[Stored data]
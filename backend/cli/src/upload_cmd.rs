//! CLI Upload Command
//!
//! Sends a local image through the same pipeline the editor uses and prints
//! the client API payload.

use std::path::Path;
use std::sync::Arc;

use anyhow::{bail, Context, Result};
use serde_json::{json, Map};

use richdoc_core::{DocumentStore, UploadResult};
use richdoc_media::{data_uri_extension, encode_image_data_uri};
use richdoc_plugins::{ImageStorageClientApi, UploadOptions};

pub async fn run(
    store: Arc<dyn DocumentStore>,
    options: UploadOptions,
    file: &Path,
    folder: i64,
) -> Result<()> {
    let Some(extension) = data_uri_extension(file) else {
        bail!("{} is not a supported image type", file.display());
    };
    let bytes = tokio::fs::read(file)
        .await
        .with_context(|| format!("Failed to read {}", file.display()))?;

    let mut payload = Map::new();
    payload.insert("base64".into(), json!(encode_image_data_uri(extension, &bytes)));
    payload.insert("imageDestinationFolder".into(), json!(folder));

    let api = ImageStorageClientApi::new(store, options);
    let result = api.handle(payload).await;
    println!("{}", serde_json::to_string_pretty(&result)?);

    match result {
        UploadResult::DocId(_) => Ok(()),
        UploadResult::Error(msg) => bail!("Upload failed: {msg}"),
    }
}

---

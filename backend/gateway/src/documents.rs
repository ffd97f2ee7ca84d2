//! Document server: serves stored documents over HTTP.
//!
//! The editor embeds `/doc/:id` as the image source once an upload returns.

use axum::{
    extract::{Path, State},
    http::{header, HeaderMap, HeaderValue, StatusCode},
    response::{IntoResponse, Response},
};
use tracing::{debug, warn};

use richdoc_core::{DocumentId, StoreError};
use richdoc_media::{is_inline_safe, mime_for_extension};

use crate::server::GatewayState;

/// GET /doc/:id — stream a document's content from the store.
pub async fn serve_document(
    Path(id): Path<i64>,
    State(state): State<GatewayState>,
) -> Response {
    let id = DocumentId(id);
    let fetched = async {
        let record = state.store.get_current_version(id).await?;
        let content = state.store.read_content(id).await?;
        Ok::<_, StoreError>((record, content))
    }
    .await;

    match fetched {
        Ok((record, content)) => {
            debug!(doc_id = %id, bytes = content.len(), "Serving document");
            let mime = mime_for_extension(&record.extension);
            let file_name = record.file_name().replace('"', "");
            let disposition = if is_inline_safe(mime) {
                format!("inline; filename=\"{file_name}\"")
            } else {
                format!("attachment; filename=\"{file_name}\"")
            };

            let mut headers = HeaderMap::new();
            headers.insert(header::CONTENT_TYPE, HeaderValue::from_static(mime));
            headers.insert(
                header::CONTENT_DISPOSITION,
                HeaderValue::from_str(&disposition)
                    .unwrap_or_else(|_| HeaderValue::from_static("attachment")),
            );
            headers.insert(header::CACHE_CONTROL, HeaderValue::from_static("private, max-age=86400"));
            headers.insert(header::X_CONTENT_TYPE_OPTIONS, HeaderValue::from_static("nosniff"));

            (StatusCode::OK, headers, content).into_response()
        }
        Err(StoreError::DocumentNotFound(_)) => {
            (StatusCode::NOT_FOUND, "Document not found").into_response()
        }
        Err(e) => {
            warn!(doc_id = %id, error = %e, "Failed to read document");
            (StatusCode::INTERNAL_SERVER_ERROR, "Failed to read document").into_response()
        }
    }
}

■ Exercise requirements ■
The answer must be every line of the records that holds the string "attachment".

■ Problem solution ■
                format!("attachment; filename=\"{file_name}\"")
                    .unwrap_or_else(|_| HeaderValue::from_static("attachment")),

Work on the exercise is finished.